What the task asks
Where does the word "TrendDelta" occur in the data below? Copy each line that holds it.

= = = = =

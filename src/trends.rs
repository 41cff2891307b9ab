//! Trend analysis: aggregate counts per period and compare two periods.

use crate::types::{ErrorAggregate, ErrorEvent, ErrorTrend, TrendDelta};

/// Count a batch of events by type, component, and severity.
pub fn aggregate(events: &[ErrorEvent]) -> ErrorAggregate {
  let mut stats = ErrorAggregate {
    total: events.len(),
    ..Default::default()
  };

  for event in events {
    *stats.by_type.entry(event.error_type.clone()).or_insert(0) += 1;

    let component = event.component_name.as_deref().unwrap_or("unknown");
    *stats.by_component.entry(component.to_string()).or_insert(0) += 1;

    *stats.by_severity.entry(event.severity.as_str().to_string()).or_insert(0) += 1;
  }

  stats
}

/// Compare the current period against the previous one.
///
/// `percentage` is `round(delta / previous_total * 100)` with halves rounded
/// toward positive infinity (-12.5 becomes -12); when the previous period is
/// empty it is 100 for a positive delta and 0 otherwise.
pub fn analyze_trends(current_period: &[ErrorEvent], previous_period: &[ErrorEvent]) -> ErrorTrend {
  let current = aggregate(current_period);
  let previous = aggregate(previous_period);

  let total_delta = current.total as i64 - previous.total as i64;
  let percentage = if previous.total > 0 {
    (total_delta as f64 / previous.total as f64 * 100.0 + 0.5).floor() as i64
  } else if total_delta > 0 {
    100
  } else {
    0
  };

  ErrorTrend {
    total_errors: current.total,
    by_type: current.by_type,
    by_component: current.by_component,
    by_severity: current.by_severity,
    change_from_previous: TrendDelta {
      total: total_delta,
      percentage,
    },
  }
}
impl Engine {
  pub fn builder() -> EngineBuilder {
    EngineBuilder::new()
  }

  /// Start background maintenance (the periodic history sweep). Idempotent.
  pub fn start(self: &Arc<Self>) {
    if self.started.swap(true, Ordering::SeqCst) {
      tracing::warn!("alert engine already started");
      return;
    }
    tracing::info!(rules = self.registry.lock().unwrap().len(), "alert engine started");

    let engine = Arc::clone(self);
    let sweep_interval = self.config.history_sweep_interval;
    let retention = chrono::Duration::from_std(self.config.history_retention)
      .unwrap_or_else(|_| chrono::Duration::days(7));
    let handle = tokio::spawn(async move {
      let mut ticker = tokio::time::interval(sweep_interval);
      ticker.tick().await;
      loop {
        ticker.tick().await;
        let removed = engine.history.lock().unwrap().prune_older_than(Utc::now() - retention);
        if removed > 0 {
          tracing::debug!(removed, "pruned old notification records");
        }
      }
    });
    self.track_task(handle);
  }

  /// Track a background task, reaping handles of tasks that have already
  /// finished so the ledger stays bounded over the engine's lifetime.
  fn track_task(&self, handle: JoinHandle<()>) {
    let mut tasks = self.tasks.lock().unwrap();
    tasks.retain(|t| !t.is_finished());
    tasks.push(handle);
  }

  /// Abort the sweep and any outstanding escalation timers.
  pub fn shutdown(&self) {
    let mut tasks = self.tasks.lock().unwrap();
    for task in tasks.drain(..) {
      task.abort();
    }
    self.started.store(false, Ordering::SeqCst);
    tracing::info!("alert engine shut down");
  }

  // -------------------------------------------------------------------------
  // Event processing
  // -------------------------------------------------------------------------

  /// Evaluate every enabled rule against the event, in registry order.
  /// Fire-and-forget: dispatch failures are recorded, never propagated.
  pub async fn process_event(self: &Arc<Self>, event: &ErrorEvent) {
    tracing::debug!(error = %event.id, error_type = %event.error_type, "processing error event");

    let rules: Vec<NotificationRule> = self.registry.lock().unwrap().all().to_vec();
    for rule in rules {
      if !rule.enabled {
        continue;
      }
      if self.evaluate_rule(&rule, event) {
        self.run_actions(&rule, event, 0).await;
        if let Some(escalation) = &rule.escalation {
          self.schedule_escalation(escalation, event);
        }
      }
    }
  }

  /// Condition checks in declared order, short-circuiting on first failure.
  /// A rule with no conditions matches every event.
  fn evaluate_rule(&self, rule: &NotificationRule, event: &ErrorEvent) -> bool {
    let conditions = &rule.conditions;

    if let Some(types) = &conditions.error_types {
      if !types.iter().any(|t| *t == event.error_type) {
        return false;
      }
    }

    if let Some(levels) = &conditions.severity_levels {
      if !levels.contains(&event.severity) {
        return false;
      }
    }

    if let Some(components) = &conditions.components {
      if let Some(component) = &event.component_name {
        if !components.contains(component) {
          return false;
        }
      }
    }

    if let Some(frequency) = &conditions.frequency {
      let window = Duration::from_millis(frequency.time_window_ms);
      let count = self.metrics.recent_error_count(&event.error_type, window);
      if count < u64::from(frequency.threshold) {
        return false;
      }
    }

    if let Some(user_impact) = &conditions.user_impact {
      let window = Duration::from_millis(user_impact.time_window_ms);
      let affected = self.metrics.affected_user_count(&event.error_type, window);
      if affected < u64::from(user_impact.affected_users) {
        return false;
      }
    }

    true
  }

  /// Run a rule's actions through the three gates, dispatch survivors, and
  /// record each outcome. Does not schedule escalation; the caller does
  /// (and only for level 0, so escalation never chains).
  async fn run_actions(&self, rule: &NotificationRule, event: &ErrorEvent, level: u32) {
    for action in &rule.actions {
      // Gate 1: frequency suppression. The check itself counts the
      // occurrence, so a burst past the threshold goes quiet.
      if let Some(frequency) = &rule.conditions.frequency {
        let window = Duration::from_millis(frequency.time_window_ms);
        let suppressed = self.frequency.lock().unwrap().check_suppressed(
          &event.id,
          frequency.threshold,
          window,
          Instant::now(),
        );
        if suppressed {
          tracing::debug!(rule = %rule.id, error = %event.id, "frequency suppressed");
          self.record(rule, event, action, NotificationStatus::Suppressed, level);
          continue;
        }
      }

      // Gate 2: hourly rate limit. Attempts do not count; only sends do.
      if let Some(limit) = &action.rate_limit {
        let limited = self.rate_limits.lock().unwrap().is_limited(
          &rule.id,
          action.kind,
          &action.target,
          limit.max_per_hour,
          Instant::now(),
        );
        if limited {
          tracing::debug!(rule = %rule.id, kind = %action.kind.as_str(), target = %action.target, "rate limited");
          self.record(rule, event, action, NotificationStatus::RateLimited, level);
          continue;
        }
      }

      // Gate 3: cooldown suppression from an earlier successful send.
      let key = suppression_key(
        &event.error_type,
        event.component_name.as_deref(),
        action.kind,
        &action.target,
      );
      if self.suppression.lock().unwrap().is_suppressed(&key, Instant::now()) {
        tracing::debug!(key = %key, "cooldown suppressed");
        self.record(rule, event, action, NotificationStatus::Suppressed, level);
        continue;
      }

      // Dispatch.
      let message = template::render(action.template, event, level);
      let success = match self.notifiers.get(&action.kind) {
        Some(notifier) => notifier.send(&action.target, &message, action.priority).await,
        None => {
          tracing::warn!(kind = %action.kind.as_str(), "no notifier registered for action kind");
          false
        }
      };

      if success {
        let now = Instant::now();
        if action.rate_limit.is_some() {
          self.rate_limits.lock().unwrap().increment(&rule.id, action.kind, &action.target, now);
        }
        if let Some(frequency) = &rule.conditions.frequency {
          let window = Duration::from_millis(frequency.time_window_ms);
          self.frequency.lock().unwrap().track(&event.id, window, now);
        }
      } else {
        tracing::warn!(rule = %rule.id, kind = %action.kind.as_str(), target = %action.target, "notification dispatch failed");
      }

      self.record(
        rule,
        event,
        action,
        if success { NotificationStatus::Sent } else { NotificationStatus::Failed },
        level,
      );

      if success {
        if let Some(limit) = &action.rate_limit {
          if limit.cooldown_minutes > 0 {
            let cooldown = Duration::from_secs(limit.cooldown_minutes * 60);
            self.suppression.lock().unwrap().set(key, cooldown, Instant::now());
          }
        }
      }
    }
  }

  /// Arm a one-shot timer that re-runs the referenced rule's actions at
  /// escalation level 1. The target is resolved at fire time; a missing
  /// rule drops the escalation with a warning. Timers are not cancelled
  /// when the originating condition clears.
  fn schedule_escalation(self: &Arc<Self>, escalation: &EscalationPolicy, event: &ErrorEvent) {
    let engine = Arc::clone(self);
    let next_rule_id = escalation.next_rule.clone();
    let delay = Duration::from_millis(escalation.delay_ms);
    let event = event.clone();

    let handle = tokio::spawn(async move {
      tokio::time::sleep(delay).await;
      let next_rule = engine.registry.lock().unwrap().get(&next_rule_id).cloned();
      match next_rule {
        Some(rule) => {
          tracing::info!(rule = %rule.id, error = %event.id, "escalation fired");
          engine.run_actions(&rule, &event, 1).await;
        }
        None => {
          tracing::warn!(rule = %next_rule_id, "escalation target not found; dropping");
        }
      }
    });
    self.track_task(handle);
  }

  fn record(
    &self,
    rule: &NotificationRule,
    event: &ErrorEvent,
    action: &NotificationAction,
    status: NotificationStatus,
    level: u32,
  ) {
    let record = NotificationRecord {
      id: format!("notif-{}", Uuid::new_v4().simple()),
      rule_id: rule.id.clone(),
      error_id: event.id.clone(),
      action_kind: action.kind,
      target: action.target.clone(),
      status,
      timestamp: Utc::now(),
      retry_count: 0,
      escalation_level: level,
    };
    self.history.lock().unwrap().record(record);
  }

  // -------------------------------------------------------------------------
  // Analysis (pull-based, off the hot path)
  // -------------------------------------------------------------------------

  /// Signature, severity, classification, and suggestions for one event.
  pub fn analyze_event(&self, event: &ErrorEvent) -> EventAnalysis {
    let signature = signature::compute(
      SignatureInput {
        error_type: &event.error_type,
        message: &event.message,
        stack_trace: event.stack_trace.as_deref(),
        component_name: event.component_name.as_deref(),
      },
      self.config.signature_max_stack_lines,
    );
    let severity = classify::classify_severity(&event.error_type, &event.message, Some(&event.url));
    let classification =
      classify::classify_error(&event.error_type, &event.message, event.component_name.as_deref());
    let suggestions = classify::suggestions_for(&event.error_type, &event.message, severity);

    EventAnalysis {
      signature,
      severity,
      classification,
      suggestions,
    }
  }

  pub fn analyze_patterns(&self, events: &[ErrorEvent]) -> Vec<ErrorPattern> {
    patterns::analyze_patterns(events, &self.config)
  }

  pub fn analyze_trends(&self, current: &[ErrorEvent], previous: &[ErrorEvent]) -> ErrorTrend {
    trends::analyze_trends(current, previous)
  }

  pub fn generate_insights(&self, patterns: &[ErrorPattern], trend: &ErrorTrend) -> Vec<ErrorInsight> {
    insights::generate_insights(patterns, trend)
  }

  // -------------------------------------------------------------------------
  // Rule + history surface (consumed by the dashboard/API layer)
  // -------------------------------------------------------------------------

  pub fn add_rule(&self, rule: NotificationRule) {
    self.registry.lock().unwrap().add(rule);
  }

  pub fn update_rule(&self, rule_id: &str, patch: RulePatch) -> bool {
    self.registry.lock().unwrap().update(rule_id, patch)
  }

  pub fn remove_rule(&self, rule_id: &str) -> bool {
    self.registry.lock().unwrap().remove(rule_id)
  }

  pub fn get_rules(&self) -> Vec<NotificationRule> {
    self.registry.lock().unwrap().all().to_vec()
  }

  pub fn get_history(&self) -> Vec<NotificationRecord> {
    self.history.lock().unwrap().snapshot()
  }

  /// Pure aggregation over the in-memory history and caches.
  pub fn get_stats(&self) -> EngineStats {
    let registry = self.registry.lock().unwrap();
    let history = self.history.lock().unwrap();
    let day_ago = Utc::now() - chrono::Duration::hours(24);

    EngineStats {
      total_rules: registry.len(),
      active_rules: registry.enabled_count(),
      total_notifications: history.len(),
      sent_notifications: history.count_with_status(NotificationStatus::Sent),
      failed_notifications: history.count_with_status(NotificationStatus::Failed),
      suppressed_notifications: history.count_with_status(NotificationStatus::Suppressed),
      rate_limited_notifications: history.count_with_status(NotificationStatus::RateLimited),
      recent_notifications: history.count_since(day_ago),
      suppression_entries: self.suppression.lock().unwrap().len(),
    }
  }

  // -------------------------------------------------------------------------
  // Test teardown helpers
  // -------------------------------------------------------------------------

  /// Drop all history, gate state, and counters.
  pub fn clear_history(&self) {
    self.history.lock().unwrap().clear();
    self.suppression.lock().unwrap().clear();
    self.rate_limits.lock().unwrap().clear();
    self.frequency.lock().unwrap().clear();
  }

  pub fn clear_rules(&self) {
    self.registry.lock().unwrap().clear();
  }
}
//! Storage infrastructure: the settings file.
//!
//! The keyboard only knows the `LanguageStore` port from `vkb-core`; this
//! module is the adapter that puts it on disk.

pub mod settings;

pub use settings::{settings_file_path, SettingsError, SettingsFile};
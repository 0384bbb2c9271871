//! Integration tests for the vkb-core public API.
//!
//! These tests drive a [`TypingSession`] the way a page does (physical key
//! events and on-screen clicks interleaved) and check the typed text, the
//! rendered labels, and the persisted language together.

use std::sync::Arc;

use vkb_core::{
    EventKind, Language, LanguageStore, Layout, MemoryStore, TypingSession, VirtualKeyboard,
    LANG_KEY,
};

fn session_with(store: Arc<MemoryStore>) -> TypingSession {
    TypingSession::with_layout(Layout::standard(), store)
}

/// Physical key press: keydown then keyup.
fn tap(session: &mut TypingSession, code: &str) {
    session.handle(code, EventKind::KeyDown);
    session.handle(code, EventKind::KeyUp);
}

/// On-screen key press: mousedown then click.
fn click(session: &mut TypingSession, code: &str) {
    session.handle(code, EventKind::PointerDown);
    session.handle(code, EventKind::PointerClick);
}

fn switch_language(session: &mut TypingSession) {
    session.handle("ControlLeft", EventKind::KeyDown);
    session.handle("AltLeft", EventKind::KeyDown);
    session.handle("AltLeft", EventKind::KeyUp);
    session.handle("ControlLeft", EventKind::KeyUp);
}

#[test]
fn test_type_mixed_sentence() {
    // Arrange
    let mut session = session_with(Arc::new(MemoryStore::new()));

    // Act: "Hi, 2!" typed with shift held for capitals and punctuation
    session.handle("ShiftLeft", EventKind::KeyDown);
    tap(&mut session, "KeyH");
    session.handle("ShiftLeft", EventKind::KeyUp);
    click(&mut session, "KeyI");
    tap(&mut session, "Comma");
    click(&mut session, "Space");
    tap(&mut session, "Digit2");
    session.handle("ShiftRight", EventKind::KeyDown);
    tap(&mut session, "Digit1");
    session.handle("ShiftRight", EventKind::KeyUp);

    // Assert
    assert_eq!(session.text(), "Hi, 2!");
    assert!(session.keyboard().state().pressed().is_empty());
}

#[test]
fn test_caps_lock_then_backspace() {
    let mut session = session_with(Arc::new(MemoryStore::new()));

    tap(&mut session, "CapsLock");
    tap(&mut session, "KeyA");
    tap(&mut session, "KeyB");
    tap(&mut session, "Digit3");
    tap(&mut session, "Backspace");
    tap(&mut session, "CapsLock");
    tap(&mut session, "KeyC");

    assert_eq!(session.text(), "ABc");
    assert!(!session.keyboard().caps_lock());
}

#[test]
fn test_language_switch_and_russian_typing() {
    // Arrange
    let mut session = session_with(Arc::new(MemoryStore::new()));

    // Act
    switch_language(&mut session);
    tap(&mut session, "KeyG");
    tap(&mut session, "KeyJ");
    tap(&mut session, "KeyK");
    session.handle("ShiftLeft", EventKind::KeyDown);
    tap(&mut session, "Digit3");
    session.handle("ShiftLeft", EventKind::KeyUp);

    // Assert
    assert_eq!(session.keyboard().language(), Language::Ru);
    assert_eq!(session.text(), "пол№");
    assert_eq!(
        session.keyboard().view().button("KeyG").map(|b| b.label.as_str()),
        Some("п")
    );
}

#[test]
fn test_switching_twice_returns_to_english() {
    let mut session = session_with(Arc::new(MemoryStore::new()));
    switch_language(&mut session);
    switch_language(&mut session);
    assert_eq!(session.keyboard().language(), Language::En);
}

#[test]
fn test_language_persists_across_sessions() {
    // Arrange
    let store = Arc::new(MemoryStore::new());
    let mut first = session_with(store.clone());

    // Act
    switch_language(&mut first);
    drop(first);
    let mut second = session_with(store.clone());
    tap(&mut second, "KeyQ");

    // Assert
    assert_eq!(store.get(LANG_KEY).as_deref(), Some("ru"));
    assert_eq!(second.keyboard().language(), Language::Ru);
    assert_eq!(second.text(), "й");
}

#[test]
fn test_invalid_stored_language_falls_back_to_english() {
    let store = Arc::new(MemoryStore::with_entry(LANG_KEY, "klingon"));
    let kb = VirtualKeyboard::with_standard_layout(store);
    assert_eq!(kb.language(), Language::En);
}

#[test]
fn test_every_printable_key_types_its_label() {
    // Arrange
    let kb = VirtualKeyboard::with_standard_layout(Arc::new(MemoryStore::new()));

    for key in kb.layout().keys().iter().filter(|k| !k.is_special()) {
        // Act
        let typed = kb.resolve_character(key.code, "");

        // Assert
        let label = kb.view().button(key.code).map(|b| b.label.clone());
        assert_eq!(Some(typed), label, "label mismatch for {}", key.code);
    }
}

#[test]
fn test_active_codes_follow_held_keys() {
    let mut session = session_with(Arc::new(MemoryStore::new()));
    session.handle("ShiftLeft", EventKind::KeyDown);
    session.handle("KeyA", EventKind::PointerDown);
    tap(&mut session, "CapsLock");

    let active = session.keyboard().view().active_codes();

    assert_eq!(active, vec!["CapsLock", "KeyA", "ShiftLeft"]);
}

= = = = =

Solution for this task
use crate::types::{ErrorAggregate, ErrorEvent, ErrorTrend, TrendDelta};
    change_from_previous: TrendDelta {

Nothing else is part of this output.